Evgeny Kissin regressou ao Grande Auditório da Fundação Gulbenkian para um concerto apoteótico [dia 29; repetição dia 30] — com a Orquestra Gulbenkian, dirigida por Lawrence Foster, interpretou o Concerto para Piano nº 2, de Fryderyk Chopin, numa espantosa leitura/recriação/reinvenção das suas mais delicadas nuances emocionais. A versatilidade não basta, de facto, para definir a sua prodigiosa performance — é a todo um labor de decifração íntima da obra que assistimos, deslumbrados.
Em todo o caso, seria redutor secundarizar o enquadramento que o próprio concerto, através das peças a cargo da orquestra, conferiu à obra de Chopin: primeiro, com o exuberante Carnaval Romano, de Hector Berlioz; depois, na segunda parte, com uma obra muito mais rara, o vertiginoso e contrastado Concerto par Orquestra, de Witold Lutoslawski (composto em 1950-54).

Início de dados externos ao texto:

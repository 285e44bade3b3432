mod common;

use std::collections::HashSet;
use std::time::Duration;

use wayfinder_lib::{find_top_k, plan_routes, Error, ErrorKind, RouteQuery};

use common::fixture_graph;

#[test]
fn cross_floor_route_goes_through_the_stairwell() {
    let graph = fixture_graph();
    let routes = find_top_k(&graph, "Floor_First_Office_101", "Floor_Second_Office_201", 3)
        .expect("route exists");

    assert_eq!(routes.len(), 2);
    let best = &routes[0];
    assert_eq!(
        best.node_path,
        vec![
            "Floor_First_Door_Office_101_1",
            "Floor_First_Intersection_1",
            "Floor_First_Intersection_2",
            "Floor_First_Door_Stairs_1_1",
            "Floor_Second_Door_Stairs_1_1",
            "Floor_Second_Intersection_1",
            "Floor_Second_Door_Office_201_1",
        ]
    );
    assert_eq!(
        best.line_ids,
        vec![
            "Floor_First_AllowedLine_a1",
            "Floor_First_AllowedLine_a2",
            "Floor_First_AllowedLine_a5",
            "Floor_First_Stairs_1",
            "Floor_Second_AllowedLine_b2",
            "Floor_Second_AllowedLine_b1",
        ]
    );
    let expected = 66.0 + 70.0 + 46.0 + 50.0 + 46.0 + 9256f64.sqrt();
    assert!((best.total_weight - expected).abs() < 1e-9);
    assert_eq!(routes[1].node_path[0], "Floor_First_Door_Office_101_2");
}

#[test]
fn best_route_may_start_at_any_door() {
    let graph = fixture_graph();
    let routes = find_top_k(&graph, "Floor_First_Office_101", "Floor_First_Office_102", 1)
        .expect("route exists");
    assert_eq!(routes.len(), 1);
    assert_eq!(routes[0].node_path[0], "Floor_First_Door_Office_101_2");
    assert_eq!(
        routes[0].node_path.last().map(String::as_str),
        Some("Floor_First_Door_Office_102_1")
    );
}

#[test]
fn route_properties_hold_for_every_room_pair() {
    let graph = fixture_graph();
    let rooms: Vec<&str> = graph
        .rooms()
        .iter()
        .filter(|room| !room.doors.is_empty())
        .map(|room| room.id.as_str())
        .collect();

    for source in &rooms {
        for target in &rooms {
            for k in [1, 2, 4] {
                let routes = match find_top_k(&graph, source, target, k) {
                    Ok(routes) => routes,
                    Err(Error::NoRouteFound { .. }) => continue,
                    Err(other) => panic!("{source} -> {target}: {other}"),
                };
                assert!(!routes.is_empty());
                assert!(routes.len() <= k);
                assert!(routes
                    .windows(2)
                    .all(|pair| pair[0].total_weight <= pair[1].total_weight));

                let unique: HashSet<&Vec<String>> = routes.iter().map(|r| &r.node_path).collect();
                assert_eq!(unique.len(), routes.len());

                for route in &routes {
                    let recomputed = graph.path_weight(&route.node_path).expect("path is connected");
                    assert!((recomputed - route.total_weight).abs() < 1e-9);
                    let distinct: HashSet<&String> = route.node_path.iter().collect();
                    assert_eq!(distinct.len(), route.node_path.len(), "route is simple");
                    assert!(route.node_path.len() > 1);
                }
            }
        }
    }
}

#[test]
fn disconnected_rooms_report_no_route() {
    let graph = fixture_graph();
    let error = find_top_k(&graph, "Floor_First_Office_Gym", "Floor_First_Office_102", 3)
        .unwrap_err();
    assert!(matches!(error, Error::NoRouteFound { .. }));
    assert_eq!(error.kind(), ErrorKind::NotFound);
}

#[test]
fn doorless_room_is_unroutable_regardless_of_connectivity() {
    let graph = fixture_graph();
    let error = find_top_k(&graph, "Floor_First_Office_101", "Floor_Second_Office_202", 3)
        .unwrap_err();
    assert!(matches!(error, Error::RoomUnroutable { ref room } if room == "Floor_Second_Office_202"));
    assert_eq!(error.kind(), ErrorKind::InvalidRequest);
}

#[test]
fn unknown_rooms_suggest_close_matches() {
    let graph = fixture_graph();
    let error = find_top_k(&graph, "Floor_First_Office_10", "Floor_First_Office_102", 1)
        .unwrap_err();
    match error {
        Error::UnknownRoom { id, suggestions } => {
            assert_eq!(id, "Floor_First_Office_10");
            assert!(suggestions.contains(&"Floor_First_Office_101".to_string()));
        }
        other => panic!("expected UnknownRoom, got {other}"),
    }
}

#[test]
fn expired_deadline_aborts_the_search() {
    let graph = fixture_graph();
    let query = RouteQuery::new("Floor_First_Office_101", "Floor_Second_Office_201")
        .with_deadline(Duration::ZERO);
    let error = plan_routes(&graph, &query).unwrap_err();
    assert!(matches!(error, Error::SearchTimedOut { .. }));
}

Acima de tudo, vale a pena sublinhar o cuidado estrutural — se quiserem: o sentido de casting — que podemos detectar, desde já, em concertos desta temporada: se Lutoslawski [foto] estabelecia uma directa rima (polaca) com Chopin, ao mesmo tempo os sons de Berlioz e Lutoslawski surgiam como momentos diversos, mas cúmplices, de uma démarche criativa empenhada em testar os limites clássicos da orquestra — ou, se preferirem, os limites da orquestra clássica.
Dito de outro modo: trata-se não apenas de acumular obras ou referências, mas de criar laços estimulantes de continuidade/ruptura na sua própria escuta.
>>> Sobre Witold Lutoslawski.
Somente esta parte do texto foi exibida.